Collected data -
-------------------------

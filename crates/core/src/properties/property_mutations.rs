//! Optimistic mutations on inventory properties.

use std::sync::Arc;

use async_trait::async_trait;
use chrono::Utc;
use log::warn;
use rust_decimal::Decimal;
use serde::{Deserialize, Serialize};

use super::properties_model::{
    price_per_sqft, PriceChange, PriceHistoryEntry, Property, PropertyStatus,
};
use super::properties_traits::PropertyRepositoryTrait;
use crate::errors::{Error, Result};
use crate::events::DomainEvent;
use crate::mutation::{OptimisticMutation, UndoLog};
use crate::notes::{NewNote, Note};
use crate::state::{Action, ListEdit, PropertyPatch, Store, StoreState};

fn cached<'a>(state: &'a StoreState, property_id: &str) -> Result<&'a Property> {
    state
        .properties
        .get(property_id)
        .ok_or_else(|| Error::NotFound(format!("Property {}", property_id)))
}

fn patch(property_id: &str, patch: PropertyPatch) -> Action {
    Action::PropertyPatched {
        property_id: property_id.to_string(),
        patch,
    }
}

// ============================================================================
// Status
// ============================================================================

/// Sets a property's listing status.
pub struct SetPropertyStatus {
    repository: Arc<dyn PropertyRepositoryTrait>,
    property_id: String,
    status: PropertyStatus,
    undo: UndoLog,
}

impl SetPropertyStatus {
    pub fn new(
        repository: Arc<dyn PropertyRepositoryTrait>,
        property_id: impl Into<String>,
        status: PropertyStatus,
    ) -> Self {
        Self {
            repository,
            property_id: property_id.into(),
            status,
            undo: UndoLog::new(),
        }
    }
}

#[async_trait]
impl OptimisticMutation for SetPropertyStatus {
    type Output = Property;

    fn label(&self) -> String {
        format!("property {} status", self.property_id)
    }

    fn validate(&self, state: &StoreState) -> Result<()> {
        cached(state, &self.property_id).map(|_| ())
    }

    fn apply_local(&mut self, store: &Store) -> Result<()> {
        let id = self.property_id.clone();
        let status = self.status;
        let previous = store.transact(|state| match cached(state, &id) {
            Ok(property) => {
                let previous = property.status;
                let apply = patch(
                    &id,
                    PropertyPatch {
                        status: Some(status),
                        ..Default::default()
                    },
                );
                (vec![apply], Ok(previous))
            }
            Err(e) => (Vec::new(), Err(e)),
        })?;

        let guard_id = id.clone();
        self.undo.record_guarded(
            move |state| {
                state
                    .properties
                    .get(&guard_id)
                    .is_some_and(|p| p.status == status)
            },
            vec![patch(
                &id,
                PropertyPatch {
                    status: Some(previous),
                    ..Default::default()
                },
            )],
        );
        Ok(())
    }

    async fn commit_remote(&self) -> Result<Property> {
        self.repository
            .update_status(&self.property_id, self.status)
            .await
    }

    fn confirm_local(&mut self, store: &Store, output: &Property) {
        let id = self.property_id.clone();
        let optimistic = self.status;
        let confirmed = output.status;
        store.transact(|state| {
            // A later status change owns the field now.
            let still_ours = state
                .properties
                .get(&id)
                .is_some_and(|p| p.status == optimistic);
            let actions = if still_ours && confirmed != optimistic {
                vec![patch(
                    &id,
                    PropertyPatch {
                        status: Some(confirmed),
                        ..Default::default()
                    },
                )]
            } else {
                Vec::new()
            };
            (actions, ())
        });
    }

    fn undo_log(&mut self) -> &mut UndoLog {
        &mut self.undo
    }

    fn confirmed_event(&self, _output: &Property) -> Option<DomainEvent> {
        Some(DomainEvent::property_changed(&self.property_id, &["status"]))
    }
}

// ============================================================================
// Price
// ============================================================================

/// Result of a confirmed price change.
#[derive(Debug, Clone, Serialize, Deserialize, PartialEq)]
#[serde(rename_all = "camelCase")]
pub struct PriceChangeReceipt {
    pub entry: PriceHistoryEntry,
    /// The record re-fetched after the write, when the re-fetch succeeded.
    pub property: Option<Property>,
}

/// Changes a property's price and appends a price-history entry.
pub struct ChangePropertyPrice {
    repository: Arc<dyn PropertyRepositoryTrait>,
    property_id: String,
    change: PriceChange,
    previous_price: Option<Decimal>,
    temp_entry_id: Option<String>,
    undo: UndoLog,
}

impl ChangePropertyPrice {
    pub fn new(
        repository: Arc<dyn PropertyRepositoryTrait>,
        property_id: impl Into<String>,
        change: PriceChange,
    ) -> Self {
        Self {
            repository,
            property_id: property_id.into(),
            change,
            previous_price: None,
            temp_entry_id: None,
            undo: UndoLog::new(),
        }
    }

    /// Id of the placeholder history entry while the write is pending.
    pub fn temp_entry_id(&self) -> Option<&str> {
        self.temp_entry_id.as_deref()
    }
}

#[async_trait]
impl OptimisticMutation for ChangePropertyPrice {
    type Output = PriceChangeReceipt;

    fn label(&self) -> String {
        format!("property {} price", self.property_id)
    }

    fn validate(&self, state: &StoreState) -> Result<()> {
        let property = cached(state, &self.property_id)?;
        self.change.validate(property.price)
    }

    fn apply_local(&mut self, store: &Store) -> Result<()> {
        let id = self.property_id.clone();
        let change = self.change.clone();
        let (previous_price, previous_ppsf, entry_id) =
            store.transact(|state| match cached(state, &id) {
                Ok(property) => {
                    // Re-checked under the write lock: a concurrent change may
                    // have moved the price since `validate`.
                    if let Err(e) = change.validate(property.price) {
                        return (Vec::new(), Err(e));
                    }
                    let entry = change.to_pending_entry(property.price, Utc::now());
                    let entry_id = entry.id.clone();
                    let apply = patch(
                        &id,
                        PropertyPatch {
                            price: Some(Some(change.new_price)),
                            price_per_sqft: Some(price_per_sqft(
                                change.new_price,
                                property.area_sqft,
                            )),
                            price_history: Some(ListEdit::push(entry)),
                            ..Default::default()
                        },
                    );
                    (
                        vec![apply],
                        Ok((property.price, property.price_per_sqft, entry_id)),
                    )
                }
                Err(e) => (Vec::new(), Err(e)),
            })?;

        self.previous_price = previous_price;
        self.temp_entry_id = Some(entry_id.clone());

        self.undo.record(vec![patch(
            &id,
            PropertyPatch {
                price_history: Some(ListEdit::remove(entry_id)),
                ..Default::default()
            },
        )]);
        let guard_id = id.clone();
        let optimistic = self.change.new_price;
        self.undo.record_guarded(
            move |state| {
                state
                    .properties
                    .get(&guard_id)
                    .is_some_and(|p| p.price == Some(optimistic))
            },
            vec![patch(
                &id,
                PropertyPatch {
                    price: Some(previous_price),
                    price_per_sqft: Some(previous_ppsf),
                    ..Default::default()
                },
            )],
        );
        Ok(())
    }

    async fn commit_remote(&self) -> Result<PriceChangeReceipt> {
        let entry = self
            .repository
            .record_price_change(&self.property_id, &self.change, self.previous_price)
            .await?;

        // The write already succeeded; a failed re-fetch must not roll it back.
        let property = match self.repository.get_by_id(&self.property_id).await {
            Ok(property) => Some(property),
            Err(e) => {
                warn!(
                    "Re-fetch of property {} after price change failed: {}",
                    self.property_id, e
                );
                None
            }
        };
        Ok(PriceChangeReceipt { entry, property })
    }

    fn confirm_local(&mut self, store: &Store, output: &PriceChangeReceipt) {
        let id = self.property_id.clone();
        let optimistic = self.change.new_price;
        let temp_id = self.temp_entry_id.clone();
        let entry = output.entry.clone();
        let authoritative = output.property.clone();
        store.transact(|state| {
            let Some(local) = state.properties.get(&id) else {
                return (Vec::new(), ());
            };
            let mut fields = PropertyPatch::default();
            if let Some(temp_id) = temp_id {
                fields.price_history = Some(ListEdit::replace(temp_id, entry.clone()));
            }
            if local.price == Some(optimistic) {
                match authoritative {
                    Some(remote) => {
                        fields.price = Some(remote.price);
                        fields.price_per_sqft = Some(remote.price_per_sqft);
                    }
                    None => {
                        fields.price = Some(Some(entry.price));
                    }
                }
            }
            (vec![patch(&id, fields)], ())
        });
    }

    fn undo_log(&mut self) -> &mut UndoLog {
        &mut self.undo
    }

    fn confirmed_event(&self, _output: &PriceChangeReceipt) -> Option<DomainEvent> {
        Some(DomainEvent::property_changed(
            &self.property_id,
            &["price", "pricePerSqft", "priceHistory"],
        ))
    }
}

// ============================================================================
// Notes
// ============================================================================

/// Appends a note to a property.
pub struct AddPropertyNote {
    repository: Arc<dyn PropertyRepositoryTrait>,
    property_id: String,
    note: NewNote,
    temp_note_id: Option<String>,
    undo: UndoLog,
}

impl AddPropertyNote {
    pub fn new(
        repository: Arc<dyn PropertyRepositoryTrait>,
        property_id: impl Into<String>,
        note: NewNote,
    ) -> Self {
        Self {
            repository,
            property_id: property_id.into(),
            note,
            temp_note_id: None,
            undo: UndoLog::new(),
        }
    }
}

#[async_trait]
impl OptimisticMutation for AddPropertyNote {
    type Output = Note;

    fn label(&self) -> String {
        format!("property {} note", self.property_id)
    }

    fn validate(&self, state: &StoreState) -> Result<()> {
        self.note.validate()?;
        cached(state, &self.property_id).map(|_| ())
    }

    fn apply_local(&mut self, store: &Store) -> Result<()> {
        let pending = self.note.to_pending_note(Utc::now());
        let temp_id = pending.id.clone();
        store.dispatch(patch(
            &self.property_id,
            PropertyPatch {
                notes: Some(ListEdit::push(pending)),
                ..Default::default()
            },
        ));
        self.undo.record(vec![patch(
            &self.property_id,
            PropertyPatch {
                notes: Some(ListEdit::remove(temp_id.clone())),
                ..Default::default()
            },
        )]);
        self.temp_note_id = Some(temp_id);
        Ok(())
    }

    async fn commit_remote(&self) -> Result<Note> {
        self.repository
            .append_note(&self.property_id, &self.note)
            .await
    }

    fn confirm_local(&mut self, store: &Store, output: &Note) {
        if let Some(temp_id) = self.temp_note_id.take() {
            store.dispatch(patch(
                &self.property_id,
                PropertyPatch {
                    notes: Some(ListEdit::replace(temp_id, output.clone())),
                    ..Default::default()
                },
            ));
        }
    }

    fn undo_log(&mut self) -> &mut UndoLog {
        &mut self.undo
    }

    fn confirmed_event(&self, _output: &Note) -> Option<DomainEvent> {
        Some(DomainEvent::property_changed(&self.property_id, &["notes"]))
    }
}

-------------------------

Problem requirements -
Please return each line of the data above in which the word "after" occurs.

Response below -
    /// The record re-fetched after the write, when the re-fetch succeeded.
                    "Re-fetch of property {} after price change failed: {}",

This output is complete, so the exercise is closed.